Work to complete: With the material below, print exactly the lines between the line holding "#[wasm_bindgen(js_name = totalScore)]" and the line holding "the current game", inclusive. Add nothing else.

Excerpted records:
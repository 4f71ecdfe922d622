// Copyright (c) 2025, Jason Jenkins
// SPDX-License-Identifier: BSD-3-Clause

//! Geometric utility functions.
//!
//! This module provides the rectangle types shared by the placement model
//! and the compositor, and the conversion from the 980×980 design baseline
//! to native template pixels.

use serde::{Deserialize, Serialize};

/// Width and height of the design baseline grid that frame geometry is authored in.
pub const BASELINE: f64 = 980.0;

/// A 2D point (or displacement) in native pixel units.
#[derive(Debug, Clone, Copy, Default, PartialEq, Serialize, Deserialize)]
pub struct Point {
    pub x: f64,
    pub y: f64,
}

impl Point {
    pub const ZERO: Point = Point { x: 0.0, y: 0.0 };

    pub fn new(x: f64, y: f64) -> Self {
        Self { x, y }
    }
}

/// A size in baseline units.
#[derive(Debug, Clone, Copy, PartialEq, Serialize, Deserialize)]
pub struct Size {
    pub w: f64,
    pub h: f64,
}

/// Integer pixel rectangle (frame rects and clip regions).
#[derive(Debug, Clone, Copy, PartialEq, Eq)]
pub struct PixelRect {
    pub x: i64,
    pub y: i64,
    pub w: i64,
    pub h: i64,
}

impl PixelRect {
    pub fn new(x: i64, y: i64, w: i64, h: i64) -> Self {
        Self { x, y, w, h }
    }

    pub fn right(&self) -> i64 {
        self.x + self.w
    }

    pub fn bottom(&self) -> i64 {
        self.y + self.h
    }

    pub fn is_empty(&self) -> bool {
        self.w <= 0 || self.h <= 0
    }

    pub fn center(&self) -> Point {
        Point::new(
            self.x as f64 + self.w as f64 / 2.0,
            self.y as f64 + self.h as f64 / 2.0,
        )
    }

    #[cfg(test)]
    pub fn contains(&self, x: i64, y: i64) -> bool {
        x >= self.x && x < self.right() && y >= self.y && y < self.bottom()
    }

    /// Overlap of two rectangles; empty (zero-sized) when they do not meet.
    pub fn intersect(&self, other: &PixelRect) -> PixelRect {
        let x0 = self.x.max(other.x);
        let y0 = self.y.max(other.y);
        let x1 = self.right().min(other.right());
        let y1 = self.bottom().min(other.bottom());
        PixelRect::new(x0, y0, (x1 - x0).max(0), (y1 - y0).max(0))
    }
}

/// Fractional rectangle a photo is drawn into.
#[derive(Debug, Clone, Copy, PartialEq)]
pub struct DrawRect {
    pub x: f64,
    pub y: f64,
    pub w: f64,
    pub h: f64,
}

impl DrawRect {
    #[cfg(test)]
    pub fn center(&self) -> Point {
        Point::new(self.x + self.w / 2.0, self.y + self.h / 2.0)
    }

    /// True if this rectangle fully covers `rect`.
    #[cfg(test)]
    pub fn covers(&self, rect: &PixelRect) -> bool {
        const EPS: f64 = 1e-9;
        self.x <= rect.x as f64 + EPS
            && self.y <= rect.y as f64 + EPS
            && self.x + self.w >= rect.right() as f64 - EPS
            && self.y + self.h >= rect.bottom() as f64 - EPS
    }
}

/// Scale a baseline-space frame to native pixels of a `width`×`height` raster.
///
/// Each axis is scaled independently and rounded to the nearest pixel so the
/// clip never lands between pixels. `width` and `height` must be non-zero.
pub fn resolve_frame(anchor: Point, size: Size, width: u32, height: u32) -> PixelRect {
    let sx = width as f64 / BASELINE;
    let sy = height as f64 / BASELINE;
    PixelRect {
        x: (anchor.x * sx).round() as i64,
        y: (anchor.y * sy).round() as i64,
        w: (size.w * sx).round() as i64,
        h: (size.h * sy).round() as i64,
    }
}
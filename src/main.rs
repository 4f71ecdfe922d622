// Copyright (c) 2025, Jason Jenkins
// SPDX-License-Identifier: BSD-3-Clause

//! Badge Maker
//!
//! A desktop application for placing a personal photo inside the frame of
//! an event badge template and exporting the result as a PNG.

mod app;
mod io;
mod models;
mod render;
mod ui;
mod util;

use anyhow::Result;
use app::BadgeApp;

fn main() -> Result<()> {
    // Initialize logging
    env_logger::init();

    let catalog = io::serialization::catalog_from_env();
    let app = BadgeApp::new(catalog)?;

    // Configure egui options
    let options = eframe::NativeOptions {
        viewport: egui::ViewportBuilder::default()
            .with_inner_size([1100.0, 820.0])
            .with_min_inner_size([720.0, 600.0])
            .with_title("Badge Maker"),
        ..Default::default()
    };

    // Run the application
    eframe::run_native(
        "Badge Maker",
        options,
        Box::new(move |_cc| Ok(Box::new(app))),
    )
    .map_err(|e| anyhow::anyhow!("Application error: {}", e))?;

    Ok(())
}
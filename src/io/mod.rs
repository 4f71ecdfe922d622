// Copyright (c) 2025, Jason Jenkins
// SPDX-License-Identifier: BSD-3-Clause

//! I/O operations for images, the template catalog and badge export.

pub mod export;
pub mod media;
pub mod serialization;
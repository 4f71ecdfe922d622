// Copyright (c) 2025, Jason Jenkins
// SPDX-License-Identifier: BSD-3-Clause

//! Badge compositing.
//!
//! One render pass draws the template artwork at native size and, if a
//! photo is loaded, the placed photo clipped to the template's frame. The
//! whole pass re-runs on every change; there is no incremental redraw.

use super::surface::Surface;
use crate::models::placement::Placement;
use crate::models::session::Session;
use crate::models::template::Template;
use crate::util::geometry::{DrawRect, PixelRect};
use image::imageops::{self, FilterType};
use image::RgbaImage;

/// Owns the output surface the preview and the exporter read from.
#[derive(Debug, Default)]
pub struct Compositor {
    surface: Option<Surface>,
}

impl Compositor {
    pub fn new() -> Self {
        Self { surface: None }
    }

    /// Last rendered output, if any pass has completed.
    pub fn surface(&self) -> Option<&Surface> {
        self.surface.as_ref()
    }

    pub fn render_session(&mut self, session: &Session) -> bool {
        self.render(
            session.template(),
            session.template_image(),
            session.photo(),
            session.placement(),
        )
    }

    /// Run a full render pass. Returns false (and draws nothing) until the
    /// template artwork is available.
    pub fn render(
        &mut self,
        template: &Template,
        template_image: Option<&RgbaImage>,
        photo: Option<&RgbaImage>,
        placement: &Placement,
    ) -> bool {
        let Some(artwork) = template_image else {
            return false;
        };
        let (width, height) = artwork.dimensions();
        if width == 0 || height == 0 {
            return false;
        }

        let surface = self
            .surface
            .get_or_insert_with(|| Surface::new(width, height));
        if surface.ensure_size(width, height) {
            log::debug!("Output surface resized to {}x{}", width, height);
        }
        surface.clear();
        surface.draw_image(artwork, 0, 0);

        let Some(photo) = photo else {
            return true;
        };
        if photo.width() == 0 || photo.height() == 0 {
            return true;
        }

        let frame = template.frame_rect(width, height);
        let rect = placement.draw_rect(&frame, photo.width(), photo.height());
        let mut clipped = surface.clipped(frame);
        draw_photo(&mut clipped, photo, rect);
        true
    }
}

/// Draw `photo` stretched over `rect`, resampling only the part that lands
/// inside the current clip.
fn draw_photo(surface: &mut Surface, photo: &RgbaImage, rect: DrawRect) {
    let (iw, ih) = photo.dimensions();
    if rect.w <= 0.0 || rect.h <= 0.0 {
        return;
    }

    let x0 = rect.x.floor() as i64;
    let y0 = rect.y.floor() as i64;
    let footprint = PixelRect::new(
        x0,
        y0,
        (rect.x + rect.w).ceil() as i64 - x0,
        (rect.y + rect.h).ceil() as i64 - y0,
    );
    let visible = surface.clip().intersect(&footprint);
    if visible.is_empty() {
        return;
    }

    let sx = rect.w / iw as f64;
    let sy = rect.h / ih as f64;
    let (src_x0, src_x1) = source_span(visible.x, visible.right(), rect.x, sx, iw);
    let (src_y0, src_y1) = source_span(visible.y, visible.bottom(), rect.y, sy, ih);

    // Snap outward so the resampled crop never leaves a seam inside the clip
    let dest_x = (rect.x + src_x0 as f64 * sx).floor() as i64;
    let dest_y = (rect.y + src_y0 as f64 * sy).floor() as i64;
    let dest_w = ((rect.x + src_x1 as f64 * sx).ceil() as i64 - dest_x).max(1) as u32;
    let dest_h = ((rect.y + src_y1 as f64 * sy).ceil() as i64 - dest_y).max(1) as u32;

    let crop = imageops::crop_imm(photo, src_x0, src_y0, src_x1 - src_x0, src_y1 - src_y0).to_image();
    let resized = imageops::resize(&crop, dest_w, dest_h, FilterType::Lanczos3);
    surface.draw_image(&resized, dest_x, dest_y);
}

/// Source pixel range `[start, end)` that maps onto destination pixels `[d0, d1)`.
fn source_span(d0: i64, d1: i64, origin: f64, scale: f64, len: u32) -> (u32, u32) {
    let start = ((d0 as f64 - origin) / scale).floor().max(0.0) as u32;
    let start = start.min(len - 1);
    let end = ((d1 as f64 - origin) / scale).ceil().max(0.0) as u32;
    (start, end.clamp(start + 1, len))
}
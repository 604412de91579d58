//! Browser facade
//!
//! Exposes the controller to the page script. The page owns the map and
//! panorama widgets: it calls `update` from `requestAnimationFrame`, drains the
//! queued view commands as JSON and applies them.

use js_sys::Function;
use wasm_bindgen::prelude::*;

use crate::error::GameError;
use crate::geo::Coordinate;
use crate::scoring::{Scenario, ScenarioConfig};
use crate::settings::Settings;
use crate::sim::{Game, GameEvent, ImageryService, Panorama, RoundRules, Subscription};

/// Imagery lookups answered by a page callback
///
/// The callback is `(lat, lng, radiusMeters) => ({ id, position: { lat, lng } } | null)`
/// and must answer synchronously, e.g. from a coverage index.
struct JsImagery {
    lookup: Function,
}

impl ImageryService for JsImagery {
    fn find_panorama(&mut self, near: Coordinate, radius_m: f64) -> Option<Panorama> {
        let found = match self.lookup.call3(
            &JsValue::NULL,
            &near.lat().into(),
            &near.lng().into(),
            &radius_m.into(),
        ) {
            Ok(found) => found,
            Err(e) => {
                log::warn!("Imagery lookup threw: {:?}", e);
                return None;
            }
        };
        if found.is_null() || found.is_undefined() {
            return None;
        }
        let json: String = js_sys::JSON::stringify(&found).ok()?.into();
        match serde_json::from_str(&json) {
            Ok(panorama) => Some(panorama),
            Err(e) => {
                log::warn!("Ignoring malformed panorama {}: {}", json, e);
                None
            }
        }
    }
}

fn parse_event(name: &str) -> Result<GameEvent, JsError> {
    match name {
        "preload" => Ok(GameEvent::Preload),
        "nextRound" => Ok(GameEvent::NextRound),
        _ => Err(JsError::new(&format!("unknown event: {name}"))),
    }
}

fn parse_scenario(json: Option<String>) -> Result<Option<Scenario>, GameError> {
    json.map(|json| ScenarioConfig::from_json(&json)?.into_scenario())
        .transpose()
}

#[wasm_bindgen]
pub struct WebGame {
    game: Game<JsImagery>,
    /// Page subscriptions by the id handed out from `on`
    subscriptions: Vec<Option<Subscription<GameEvent>>>,
}

#[wasm_bindgen]
impl WebGame {
    /// `settings` and `scenario` are optional JSON documents
    #[wasm_bindgen(constructor)]
    pub fn new(
        settings: Option<String>,
        scenario: Option<String>,
        lookup: Function,
    ) -> Result<WebGame, JsError> {
        let mut settings = match settings {
            Some(json) => Settings::from_json(&json)?,
            None => Settings::default(),
        };
        if settings.seed.is_none() {
            settings.seed = Some(js_sys::Date::now() as u64);
        }
        let scenario = parse_scenario(scenario)?.unwrap_or_else(Scenario::world);
        Ok(WebGame {
            game: Game::new(settings, scenario, JsImagery { lookup })?,
            subscriptions: Vec::new(),
        })
    }

    /// Start over; keeps the current scenario/round count when omitted
    #[wasm_bindgen(js_name = newGame)]
    pub fn new_game(&mut self, scenario: Option<String>, round_count: Option<u32>) -> Result<(), JsError> {
        let scenario = parse_scenario(scenario)?;
        let rules = round_count
            .map(|n| RoundRules::new(n, self.game.rules().distribution()))
            .transpose()?;
        self.game.new_game(scenario, rules);
        Ok(())
    }

    #[wasm_bindgen(js_name = nextRound)]
    pub fn next_round(&mut self) -> bool {
        self.game.next_round()
    }

    #[wasm_bindgen(js_name = placeGuess)]
    pub fn place_guess(&mut self, lat: f64, lng: f64) -> Result<bool, JsError> {
        Ok(self.game.place_guess(Coordinate::new(lat, lng)?))
    }

    /// Result of the guess as JSON, or `undefined` if it was ignored
    #[wasm_bindgen(js_name = makeGuess)]
    pub fn make_guess(&mut self) -> Result<Option<String>, JsError> {
        let Some(result) = self.game.make_guess() else {
            return Ok(None);
        };
        Ok(Some(serde_json::to_string(&result).map_err(GameError::from)?))
    }

    #[wasm_bindgen(js_name = returnHome)]
    pub fn return_home(&mut self) {
        self.game.return_home();
    }

    #[wasm_bindgen(js_name = toggleRegionOverlay)]
    pub fn toggle_region_overlay(&mut self) -> bool {
        self.game.toggle_region_overlay()
    }

    pub fn update(&mut self, dt_ms: f64) {
        self.game.update(dt_ms);
    }

    /// Queued view commands as a JSON array
    #[wasm_bindgen(js_name = drainCommands)]
    pub fn drain_commands(&mut self) -> Result<String, JsError> {
        let commands = self.game.drain_commands();
        Ok(serde_json::to_string(&commands).map_err(GameError::from)?)
    }

    #[wasm_bindgen(js_name = currentRound)]
    pub fn current_round(&self) -> u32 {
        self.game.session().current_round()
    }

    #[wasm_bindgen(js_name = totalScore)]
    pub fn total_score(&self) -> f64 {
        self.game.session().total_score() as f64
    }

    /// Subscribe to `"preload"` or `"nextRound"`; returns an id for `off`
    pub fn on(&mut self, event: &str, callback: Function) -> Result<u32, JsError> {
        let event = parse_event(event)?;
        let subscription = self.game.on(event, js_listener(callback));
        Ok(self.track(subscription))
    }

    /// Like `on`, but only for the next occurrence within the current game
    pub fn once(&mut self, event: &str, callback: Function) -> Result<u32, JsError> {
        let event = parse_event(event)?;
        let subscription = self.game.once(event, js_listener(callback));
        Ok(self.track(subscription))
    }

    pub fn off(&mut self, id: u32) -> bool {
        match self.subscriptions.get_mut(id as usize).and_then(Option::take) {
            Some(subscription) => self.game.off(subscription),
            None => false,
        }
    }
}

impl WebGame {
    fn track(&mut self, subscription: Subscription<GameEvent>) -> u32 {
        self.subscriptions.push(Some(subscription));
        (self.subscriptions.len() - 1) as u32
    }
}

fn js_listener(callback: Function) -> impl FnMut() + 'static {
    move || {
        if let Err(e) = callback.call0(&JsValue::NULL) {
            log::warn!("Event listener threw: {:?}", e);
        }
    }
}

#[wasm_bindgen(start)]
pub fn start() {
    console_error_panic_hook::set_once();
    console_log::init_with_level(log::Level::Info).expect("Failed to init logger");
    log::info!("Geo Guess controller loaded");
}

Task solution:
    #[wasm_bindgen(js_name = totalScore)]
    pub fn total_score(&self) -> f64 {
        self.game.session().total_score() as f64
    }

    /// Subscribe to `"preload"` or `"nextRound"`; returns an id for `off`
    pub fn on(&mut self, event: &str, callback: Function) -> Result<u32, JsError> {
        let event = parse_event(event)?;
        let subscription = self.game.on(event, js_listener(callback));
        Ok(self.track(subscription))
    }

    /// Like `on`, but only for the next occurrence within the current game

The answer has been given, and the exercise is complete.